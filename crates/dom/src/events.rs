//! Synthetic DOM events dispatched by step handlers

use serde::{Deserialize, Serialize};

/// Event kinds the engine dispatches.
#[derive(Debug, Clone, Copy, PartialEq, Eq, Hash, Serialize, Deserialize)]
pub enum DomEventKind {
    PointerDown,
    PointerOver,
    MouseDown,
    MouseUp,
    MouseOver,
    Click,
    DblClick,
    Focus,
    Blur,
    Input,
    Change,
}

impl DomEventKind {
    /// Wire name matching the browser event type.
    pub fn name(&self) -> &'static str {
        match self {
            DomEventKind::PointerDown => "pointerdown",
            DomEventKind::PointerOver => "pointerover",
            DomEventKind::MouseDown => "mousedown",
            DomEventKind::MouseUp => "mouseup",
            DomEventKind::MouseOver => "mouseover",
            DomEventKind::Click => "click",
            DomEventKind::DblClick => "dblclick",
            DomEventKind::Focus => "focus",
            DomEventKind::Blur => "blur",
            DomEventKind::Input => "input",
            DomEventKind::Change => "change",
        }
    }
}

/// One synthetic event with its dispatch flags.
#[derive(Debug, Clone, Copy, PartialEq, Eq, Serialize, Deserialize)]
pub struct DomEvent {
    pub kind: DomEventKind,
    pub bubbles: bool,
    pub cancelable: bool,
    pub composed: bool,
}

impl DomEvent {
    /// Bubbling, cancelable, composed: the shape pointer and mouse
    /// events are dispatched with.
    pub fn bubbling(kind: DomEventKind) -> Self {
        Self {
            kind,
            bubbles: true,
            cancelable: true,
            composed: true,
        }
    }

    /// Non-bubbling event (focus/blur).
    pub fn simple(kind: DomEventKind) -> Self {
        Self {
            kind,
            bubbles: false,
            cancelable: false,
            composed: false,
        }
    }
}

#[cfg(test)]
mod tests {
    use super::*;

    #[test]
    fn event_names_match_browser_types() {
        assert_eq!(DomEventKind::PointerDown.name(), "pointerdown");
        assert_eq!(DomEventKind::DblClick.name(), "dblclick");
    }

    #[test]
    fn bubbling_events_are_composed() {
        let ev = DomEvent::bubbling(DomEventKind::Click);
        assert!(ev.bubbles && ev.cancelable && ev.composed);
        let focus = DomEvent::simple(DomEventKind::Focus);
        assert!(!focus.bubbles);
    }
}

..........

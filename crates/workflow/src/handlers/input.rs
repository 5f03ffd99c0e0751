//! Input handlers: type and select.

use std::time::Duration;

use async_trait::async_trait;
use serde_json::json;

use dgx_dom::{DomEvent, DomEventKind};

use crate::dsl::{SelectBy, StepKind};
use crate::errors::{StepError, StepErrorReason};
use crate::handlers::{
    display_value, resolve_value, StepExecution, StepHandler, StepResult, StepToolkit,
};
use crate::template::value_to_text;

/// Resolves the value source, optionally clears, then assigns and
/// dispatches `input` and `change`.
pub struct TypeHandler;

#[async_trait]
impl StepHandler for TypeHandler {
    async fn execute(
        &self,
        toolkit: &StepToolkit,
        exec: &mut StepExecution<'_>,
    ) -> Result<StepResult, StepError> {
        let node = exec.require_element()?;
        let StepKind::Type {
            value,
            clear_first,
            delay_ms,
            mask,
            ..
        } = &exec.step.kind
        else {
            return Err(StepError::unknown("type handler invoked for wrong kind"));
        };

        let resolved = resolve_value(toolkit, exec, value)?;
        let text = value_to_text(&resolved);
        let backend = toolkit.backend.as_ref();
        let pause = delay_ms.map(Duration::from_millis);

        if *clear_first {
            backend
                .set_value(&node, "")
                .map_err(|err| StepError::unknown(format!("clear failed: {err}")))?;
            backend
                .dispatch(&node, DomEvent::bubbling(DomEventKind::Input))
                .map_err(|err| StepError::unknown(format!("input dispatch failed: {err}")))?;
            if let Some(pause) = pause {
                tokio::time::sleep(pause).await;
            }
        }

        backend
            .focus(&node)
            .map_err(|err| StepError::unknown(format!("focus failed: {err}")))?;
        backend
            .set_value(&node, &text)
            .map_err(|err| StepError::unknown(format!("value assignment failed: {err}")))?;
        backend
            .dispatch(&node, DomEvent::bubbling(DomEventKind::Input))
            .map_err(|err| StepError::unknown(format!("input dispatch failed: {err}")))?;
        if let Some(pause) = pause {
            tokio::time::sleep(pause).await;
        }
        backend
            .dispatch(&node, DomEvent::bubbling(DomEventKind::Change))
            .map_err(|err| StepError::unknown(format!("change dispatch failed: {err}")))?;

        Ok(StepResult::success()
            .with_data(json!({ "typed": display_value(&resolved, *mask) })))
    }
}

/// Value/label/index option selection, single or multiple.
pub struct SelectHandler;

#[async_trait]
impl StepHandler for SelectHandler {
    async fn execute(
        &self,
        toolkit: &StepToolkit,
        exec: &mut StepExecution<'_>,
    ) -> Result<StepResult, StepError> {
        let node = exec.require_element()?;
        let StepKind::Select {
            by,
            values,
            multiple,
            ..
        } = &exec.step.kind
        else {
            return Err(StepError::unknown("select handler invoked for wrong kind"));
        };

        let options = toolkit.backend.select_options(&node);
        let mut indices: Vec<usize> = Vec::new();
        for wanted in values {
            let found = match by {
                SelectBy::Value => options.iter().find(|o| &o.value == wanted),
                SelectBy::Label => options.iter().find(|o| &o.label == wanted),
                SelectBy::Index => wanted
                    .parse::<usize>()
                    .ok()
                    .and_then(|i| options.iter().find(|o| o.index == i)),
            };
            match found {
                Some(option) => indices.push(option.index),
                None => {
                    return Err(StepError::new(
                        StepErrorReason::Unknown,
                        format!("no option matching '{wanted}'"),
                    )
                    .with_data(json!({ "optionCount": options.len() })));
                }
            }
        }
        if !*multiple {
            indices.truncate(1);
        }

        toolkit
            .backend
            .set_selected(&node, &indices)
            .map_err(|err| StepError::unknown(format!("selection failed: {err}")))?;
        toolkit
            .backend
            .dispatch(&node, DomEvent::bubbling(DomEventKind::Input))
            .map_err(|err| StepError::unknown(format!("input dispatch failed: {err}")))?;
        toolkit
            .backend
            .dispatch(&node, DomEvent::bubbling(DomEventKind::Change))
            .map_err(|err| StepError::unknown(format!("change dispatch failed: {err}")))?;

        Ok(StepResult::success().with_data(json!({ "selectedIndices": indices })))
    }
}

..........

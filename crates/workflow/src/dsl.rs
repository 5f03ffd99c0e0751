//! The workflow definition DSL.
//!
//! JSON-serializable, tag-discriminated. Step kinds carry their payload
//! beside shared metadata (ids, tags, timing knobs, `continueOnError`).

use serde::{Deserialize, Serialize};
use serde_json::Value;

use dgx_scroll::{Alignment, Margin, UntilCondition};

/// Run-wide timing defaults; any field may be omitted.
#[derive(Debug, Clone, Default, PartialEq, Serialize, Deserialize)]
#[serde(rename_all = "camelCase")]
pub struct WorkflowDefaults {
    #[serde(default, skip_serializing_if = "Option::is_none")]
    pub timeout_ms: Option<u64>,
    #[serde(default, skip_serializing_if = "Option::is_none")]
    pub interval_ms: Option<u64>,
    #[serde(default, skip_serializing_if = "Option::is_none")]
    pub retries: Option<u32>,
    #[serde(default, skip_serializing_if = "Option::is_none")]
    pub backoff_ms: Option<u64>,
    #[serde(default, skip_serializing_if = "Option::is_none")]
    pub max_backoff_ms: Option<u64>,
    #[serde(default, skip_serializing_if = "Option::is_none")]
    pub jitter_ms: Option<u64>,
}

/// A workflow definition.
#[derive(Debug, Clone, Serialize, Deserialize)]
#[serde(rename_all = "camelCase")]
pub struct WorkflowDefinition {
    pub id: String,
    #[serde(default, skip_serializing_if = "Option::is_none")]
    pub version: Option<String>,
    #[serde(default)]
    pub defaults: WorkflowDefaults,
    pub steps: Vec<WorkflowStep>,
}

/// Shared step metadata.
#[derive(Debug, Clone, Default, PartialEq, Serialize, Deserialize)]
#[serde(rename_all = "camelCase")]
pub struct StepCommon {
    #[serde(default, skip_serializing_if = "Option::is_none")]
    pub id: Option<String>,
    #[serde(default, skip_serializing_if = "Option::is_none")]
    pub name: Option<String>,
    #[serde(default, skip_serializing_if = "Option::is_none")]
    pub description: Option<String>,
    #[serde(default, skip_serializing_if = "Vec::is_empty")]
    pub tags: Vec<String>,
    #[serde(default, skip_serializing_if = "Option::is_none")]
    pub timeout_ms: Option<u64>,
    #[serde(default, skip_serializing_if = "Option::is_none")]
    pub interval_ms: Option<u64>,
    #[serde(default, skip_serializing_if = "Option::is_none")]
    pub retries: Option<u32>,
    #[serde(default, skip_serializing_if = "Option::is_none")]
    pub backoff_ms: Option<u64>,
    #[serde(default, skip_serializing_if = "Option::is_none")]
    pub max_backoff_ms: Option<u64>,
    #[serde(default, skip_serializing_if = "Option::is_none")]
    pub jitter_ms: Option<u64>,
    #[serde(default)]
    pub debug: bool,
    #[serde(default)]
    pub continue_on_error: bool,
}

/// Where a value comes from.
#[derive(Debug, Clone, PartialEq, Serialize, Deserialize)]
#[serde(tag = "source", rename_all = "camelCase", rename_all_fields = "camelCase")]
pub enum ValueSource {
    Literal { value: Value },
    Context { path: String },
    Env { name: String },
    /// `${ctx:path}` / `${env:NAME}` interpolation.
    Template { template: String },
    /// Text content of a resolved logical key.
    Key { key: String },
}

..........

**What to produce**: From the listing above, pick out each line where the word "StepHandler" appears.

**Result for this exercise**:
    display_value, resolve_value, StepExecution, StepHandler, StepResult, StepToolkit,
impl StepHandler for TypeHandler {
impl StepHandler for SelectHandler {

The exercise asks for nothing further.